Ohio State University College of Medicine Columbus, OH
L. Rose1, D. Handley2, J. Plascak3, and A. M. Quick4; 1Ohio State University College of Medicine, Columbus, OH, 2Center for Biostatistics, Department of Biomedical Informatics, The Ohio State University Wexner Medical Center, Columbus, OH, 3Division of Cancer Prevention and Control at The Ohio State University, Columbus, OH, 4Department of Radiation Oncology, The Ohio State University Wexner Medical Center, Columbus, OH
Purpose/Objective(s): We tested associations between neighborhood socioeconomic status (SES) and both the diagnosis of advanced stage cervical cancer and receipt of brachytherapy. Materials/
Methods: A retrospective chart review included patients diagnosed with cervical cancer treated at a Comprehensive Cancer Center between 2012 and 2022. Data collected included: age, race, ethnicity, residential address at diagnosis, diagnosis date, FIGO stage, histology, receipt of radiation, receipt of brachytherapy, receipt of surgery, vital status, and follow-up date. Patients with FIGO Stage II-IV were categorized as having locally advanced cervical cancer (LACC). Residential address was geocoded to 2010 census tracts. Census tract SES was estimated with annual, nationally percentiled Yost indices, and linked by patient address and year of diagnosis. Yost is a validated index created from education level, poverty status, household income, employment status, gross rent, home value, and occupation status for a given neighborhood. Yost scores of each patient were classified into quartiles, with quartile 1 (Q1) representing the lowest 15% SES, quartile 2 (Q2) representing 16-33% SES, quartile 3 (Q3) representing 34-55%, and quartile 4 (Q4) representing those in an SES above 55% of others in the United States. Results: Results showed that after adjusting for demographics, patients in Q4 were less likely to be diagnosed with LACC compared to those in Q1 (p = 0.015). Those in Q4 had a 23% decreased risk of being diagnosed with LACC compared to Q1. Though not statistically significant, we saw a step-wise downward trend, where patients in Q4 had a lower risk of mortality compared to patients in Q1 during the first year following diagnosis (p =0.071). Furthermore, patients in Q4 also had a lower risk of cervical cancer-specific mortality compared to patients in Q1 in the first year following diagnosis (p =0.064). There was no significant relationship between Yost quartile and receipt of brachytherapy (p = 0.738).

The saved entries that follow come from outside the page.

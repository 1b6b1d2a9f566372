// SPDX-FileCopyrightText: 2025 Caspar Water Company
//
// SPDX-License-Identifier: Apache-2.0

use anyhow::Result;
use clap::{Parser, Subcommand};
use std::io::Write;
use std::path::PathBuf;

use cmd::commands::{
    cat_command, list_command, mkdir_command, remove_command, replicate_demo, shell_command,
    transfer_command,
};
use cmd::common::Workspace;

#[derive(Parser)]
#[command(author, version, about, long_about = None)]
#[command(name = "vcomp")]
struct Cli {
    #[command(subcommand)]
    command: Commands,

    /// Home directory holding the disks (overrides VCOMP_HOME)
    #[arg(long, global = true)]
    home: Option<PathBuf>,

    /// Configuration file (defaults to <home>/vcomp.yaml)
    #[arg(long, global = true)]
    config: Option<PathBuf>,
}

#[derive(Subcommand)]
enum Commands {
    /// Start the script shell, interactive unless a script or commands are given
    Shell {
        /// Run these lines in order and exit
        #[arg(short = 'c', long = "command")]
        commands: Vec<String>,

        /// Script to run, relative to the shell's current directory
        script: Option<String>,
    },
    /// List a directory
    Ls {
        #[arg(default_value = "/")]
        path: String,
    },
    /// Print a file
    Cat { path: String },
    /// Create a directory
    Mkdir { path: String },
    /// Delete a file or empty directory
    Rm { path: String },
    /// Copy a file or directory tree
    Cp {
        source: String,
        dest: String,

        /// Replace an existing destination
        #[arg(long)]
        overwrite: bool,
    },
    /// Move a file or directory tree
    Mv {
        source: String,
        dest: String,

        #[arg(long)]
        overwrite: bool,
    },
    /// Replicate a peer's disks through an in-process host
    ReplicateDemo,
}

#[tokio::main(flavor = "current_thread")]
async fn main() -> Result<()> {
    diagnostics::init_diagnostics();

    let cli = Cli::parse();
    let ws = Workspace::open(cli.home, cli.config)?;

    match &cli.command {
        Commands::Shell { commands, script } => {
            shell_command(&ws, commands, script.as_deref()).await
        }
        Commands::Ls { path } => {
            let registry = ws.registry()?;
            list_command(&registry, &ws.virtual_path(path)?, &mut std::io::stdout().lock())
        }
        Commands::Cat { path } => {
            let registry = ws.registry()?;
            let mut stdout = std::io::stdout().lock();
            cat_command(&registry, &ws.virtual_path(path)?, &mut stdout)?;
            stdout.flush()?;
            Ok(())
        }
        Commands::Mkdir { path } => mkdir_command(&*ws.registry()?, &ws.virtual_path(path)?),
        Commands::Rm { path } => remove_command(&*ws.registry()?, &ws.virtual_path(path)?),
        Commands::Cp {
            source,
            dest,
            overwrite,
        } => transfer_command(
            &*ws.registry()?,
            &ws.virtual_path(source)?,
            &ws.virtual_path(dest)?,
            false,
            *overwrite,
        ),
        Commands::Mv {
            source,
            dest,
            overwrite,
        } => transfer_command(
            &*ws.registry()?,
            &ws.virtual_path(source)?,
            &ws.virtual_path(dest)?,
            true,
            *overwrite,
        ),
        Commands::ReplicateDemo => replicate_demo(&ws, &mut std::io::stdout().lock()),
    }
}
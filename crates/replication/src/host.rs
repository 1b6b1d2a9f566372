// SPDX-FileCopyrightText: 2025 Caspar Water Company
//
// SPDX-License-Identifier: Apache-2.0

//! The authoritative side of replication.
//!
//! The host keeps a real on-host copy of every participant's private disk
//! and owns the shared disks. It answers full-sync requests from those
//! copies and folds incoming updates into them without publishing again.

use crate::error::{ReplicationError, Result};
use crate::message::{Envelope, HOST_ID, Message, PeerId, Recipient, UpdateOp};
use crate::outbox::Outbox;
use diagnostics::{log_debug, log_info, log_warn};
use diskfs::{Disk, DiskRegistry, MemoryDirectoryTree};
use std::collections::BTreeMap;
use std::rc::Rc;

pub struct HostReplicator {
    outbox: Rc<Outbox>,
    participants: BTreeMap<PeerId, Rc<DiskRegistry>>,
}

impl HostReplicator {
    #[must_use]
    pub fn new(outbox: Rc<Outbox>) -> Self {
        Self {
            outbox,
            participants: BTreeMap::new(),
        }
    }

    /// Register the host-side registry holding `peer`'s disks
    pub fn add_participant(&mut self, peer: PeerId, registry: Rc<DiskRegistry>) {
        log_info!("host tracking participant {peer}", peer);
        _ = self.participants.insert(peer, registry);
    }

    pub fn remove_participant(&mut self, peer: PeerId) -> Option<Rc<DiskRegistry>> {
        self.participants.remove(&peer)
    }

    #[must_use]
    pub fn outbox(&self) -> &Rc<Outbox> {
        &self.outbox
    }

    fn disk_for(&self, peer: PeerId, disk_name: &str) -> Result<Rc<dyn Disk>> {
        let registry = self
            .participants
            .get(&peer)
            .ok_or(ReplicationError::UnknownParticipant(peer))?;
        registry
            .get(disk_name)
            .ok_or_else(|| ReplicationError::UnknownDisk(disk_name.to_string()))
    }

    /// Full content of a disk as the host sees it
    pub fn snapshot(&self, peer: PeerId, disk_name: &str) -> Result<MemoryDirectoryTree> {
        let disk = self.disk_for(peer, disk_name)?;
        if let Some(native) = disk.native_path("") {
            return Ok(MemoryDirectoryTree::snapshot(&native)?);
        }
        disk.as_memory_disk()
            .and_then(|memory| memory.snapshot())
            .ok_or_else(|| ReplicationError::NotSnapshottable(disk_name.to_string()))
    }

    /// Process one message addressed to the host
    pub fn handle(&self, envelope: Envelope) -> Result<()> {
        let from = envelope.from;
        match envelope.message {
            Message::SyncRequest { disk_name } => {
                let tree = self.snapshot(from, &disk_name)?;
                log_debug!(
                    "answering sync of {disk} for {peer} ({bytes} bytes)",
                    disk: disk_name.as_str(),
                    peer: from,
                    bytes: tree.total_size()
                );
                self.outbox
                    .send(Recipient::Peer(from), Message::SyncTree { disk_name, tree });
                Ok(())
            }
            Message::Update(op) => self.apply(from, &op),
            Message::SyncTree { .. } => {
                log_warn!("host ignoring SyncTree from {peer}", peer: from);
                Err(ReplicationError::Unexpected {
                    kind: "SyncTree",
                    from,
                })
            }
        }
    }

    fn apply(&self, from: PeerId, op: &UpdateOp) -> Result<()> {
        if from == HOST_ID {
            return Err(ReplicationError::Unexpected { kind: "Update", from });
        }
        let disk = self.disk_for(from, &op.disk_name)?;
        log_debug!(
            "host applying {disk}:{path} from {peer} without echo",
            disk: op.disk_name.as_str(),
            path: op.path.as_str(),
            peer: from
        );
        disk.apply_update(&op.path, &op.action).inspect_err(|err| {
            log_warn!(
                "update {disk}:{path} from {peer} rejected: {err}",
                disk: op.disk_name.as_str(),
                path: op.path.as_str(),
                peer: from,
                err: err.to_string().as_str()
            );
        })?;
        Ok(())
    }
}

Patients who received brachytherapy had significantly increased survival in the first 60 months of diagnosis compared to those who did not receive brachytherapy (p <0.001). Conclusion: Lower neighborhood SES was associated with LACC and poorer survival within the first 12 months of diagnosis. Interestingly, SES was not associated with receipt of brachytherapy; however, those who did receive brachytherapy had improved survival. Future studies should focus on identifying specific factors of SES that impact outcomes in patients with cervical cancer.